5. For the destructive section (M90-M92): verify the damage is contained. Nothing above the BANNER_DANGER_ZONE row should be affected by anything below it. If it is, the parser is reading destructively.
6. Toggle the cleaner's error policy (`strict` vs `skip` vs `warn`) and re-run. The bounded malformations should produce DIFFERENT outcomes under each policy; that's how you verify the policy flag is actually doing something.

---

## 4. What this corpus does NOT cover

Listed so the gaps are explicit:

1. **Different delimiters**: this corpus uses comma. Tab-delimited and pipe-delimited files have their own pathologies (and many of these malformations don't apply or apply differently). Add separate fixtures if non-comma delimiters are in scope.
2. **Different encodings**: every file here is UTF-8. cp1252, Latin-1, UTF-16 introduce orthogonal problems handled by the I/O layer, not the cleaning layer.
3. **Compressed/archived inputs**: `.csv.gz`, `.zip` containing CSV. Out of scope for the text cleaner per the script-boundary rules in TECHNICAL.md Section 9.
4. **Streaming/append patterns**: where the file is being written while being read, or where rows are appended over time.

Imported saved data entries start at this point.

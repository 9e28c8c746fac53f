//! Host-level tests for pattern phase arithmetic.

use led_kit::{Error, FlashPattern, MAX_DUTY, MAX_PATTERN_PHASES, Polarity};

#[test]
fn from_slice_preserves_phases() {
    let pattern = FlashPattern::from_slice(&[100, 50, 500, 50]).expect("pattern fits");
    assert_eq!(pattern.phases(), &[100, 50, 500, 50]);
    assert_eq!(pattern.len(), 4);
    assert!(!pattern.is_empty());
}

#[test]
fn from_slice_accepts_full_capacity() {
    let phases = [10_u16; MAX_PATTERN_PHASES];
    let pattern = FlashPattern::from_slice(&phases).expect("255 phases fit");
    assert_eq!(pattern.len(), MAX_PATTERN_PHASES);
}

#[test]
fn from_slice_rejects_oversized_pattern() {
    let phases = [10_u16; MAX_PATTERN_PHASES + 1];
    let error = FlashPattern::from_slice(&phases).expect_err("256 phases do not fit");
    assert!(matches!(error, Error::PatternOverflow));
}

#[test]
fn default_pattern_is_empty() {
    assert!(FlashPattern::default().is_empty());
}

#[test]
fn even_phases_are_on() {
    assert!(FlashPattern::phase_is_on(0));
    assert!(!FlashPattern::phase_is_on(1));
    assert!(FlashPattern::phase_is_on(2));
    assert!(!FlashPattern::phase_is_on(3));
}

#[test]
fn phase_brightness_is_zero_on_off_phases() {
    assert_eq!(FlashPattern::phase_brightness(0, 0x80), 0x80);
    assert_eq!(FlashPattern::phase_brightness(1, 0x80), 0);
    assert_eq!(FlashPattern::phase_brightness(2, 0x80), 0x80);
}

#[test]
fn six_phase_duty_sequence_alternates_full_and_zero() {
    // Full-brightness active-high LED flashing [100; 6]: the writes are
    // 255,0,255,0,255,0 and the sequence repeats with no extra OFF write
    // between passes.
    let pattern = FlashPattern::from_slice(&[100; 6]).expect("pattern fits");
    let mut index = 0;
    let mut duties = Vec::new();
    for _ in 0..12 {
        duties.push(FlashPattern::phase_duty(index, MAX_DUTY, Polarity::ActiveHigh));
        index = pattern.next_phase(index);
    }
    assert_eq!(duties, [255, 0, 255, 0, 255, 0, 255, 0, 255, 0, 255, 0]);
}

#[test]
fn playback_order_repeats_indefinitely() {
    let pattern = FlashPattern::from_slice(&[100, 50, 500, 50]).expect("pattern fits");
    let mut index = 0;
    let mut order = Vec::new();
    for _ in 0..10 {
        order.push(index);
        index = pattern.next_phase(index);
    }
    assert_eq!(order, [0, 1, 2, 3, 0, 1, 2, 3, 0, 1]);
}

#[test]
fn single_phase_pattern_wraps_to_itself() {
    let pattern = FlashPattern::from_slice(&[0]).expect("pattern fits");
    assert_eq!(pattern.next_phase(0), 0);
    assert_eq!(pattern.phase_millis(0), Some(0));
    assert_eq!(pattern.phase_millis(1), None);
}

#[test]
fn zero_length_phases_wait_one_tick() {
    // An all-zero pattern must not spin the playback task: every phase
    // wait is at least one millisecond. Nonzero phases are unchanged.
    let pattern = FlashPattern::from_slice(&[0, 0, 100]).expect("pattern fits");
    assert_eq!(pattern.phase_wait_millis(0), 1);
    assert_eq!(pattern.phase_wait_millis(1), 1);
    assert_eq!(pattern.phase_wait_millis(2), 100);
}

#[test]
fn active_low_duty_sequence_is_complemented() {
    let pattern = FlashPattern::from_slice(&[100, 100]).expect("pattern fits");
    assert_eq!(FlashPattern::phase_duty(0, MAX_DUTY, Polarity::ActiveLow), 0);
    assert_eq!(
        FlashPattern::phase_duty(1, MAX_DUTY, Polarity::ActiveLow),
        MAX_DUTY
    );
    assert_eq!(pattern.next_phase(1), 0);
}
//! Status-LED control with non-blocking flash playback.
//!
//! Each LED is a PWM output plus a background task that replays a timing
//! pattern; foreground `on`/`off`/`flash` calls only signal the task and
//! return at once. Duty cycles account for wiring polarity and brightness.
#![no_std]
#![no_main]

mod color;
mod command;
mod duty_cycle;
mod error;
mod flash_pattern;
mod led_state;
#[cfg(any(feature = "pico1", feature = "pico2"))]
mod pwm_led;
#[cfg(any(feature = "pico1", feature = "pico2"))]
mod status_led;

// Re-export commonly used items
pub use color::LedColor;
pub use command::{BrightnessPolicy, LedCommand};
pub use duty_cycle::{MAX_DUTY, PWM_FREQ_HZ, PWM_RESOLUTION, Polarity, duty_cycle};
pub use error::{Error, Result};
pub use flash_pattern::{FlashPattern, MAX_PATTERN_PHASES};
pub use led_state::{AtomicLedState, LedState};
#[cfg(any(feature = "pico1", feature = "pico2"))]
pub use pwm_led::PwmLed;
#[cfg(any(feature = "pico1", feature = "pico2"))]
pub use status_led::{CommandSignal, MAX_STATUS_LEDS, StatusLed, StatusLedNotifier};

Not relevant for the script's batch-processing model.
5. **Adversarial inputs**: e.g., a deliberately crafted CSV designed to crash a specific parser (CSV injection / formula injection). Security territory, not data-cleaning territory.

---

## 5. How to extend the fixture

If a new quote variant or malformation pattern surfaces in customer data, add it via the existing generator:

```python
# In generate_quote_test_files.py, append to quote_rows or bounded_rows.
# Re-run: python generate_quote_test_files.py
```

Naming: continue the `Q##` and `M##` numbering. Keep `M9#` reserved for cascade-destructive cases. Update the tables in this document.

If a fundamentally new CATEGORY emerges (e.g., a Section J for some new quote-character family in a customer's regional data), add a new section to this document; don't bury it in `mixed`.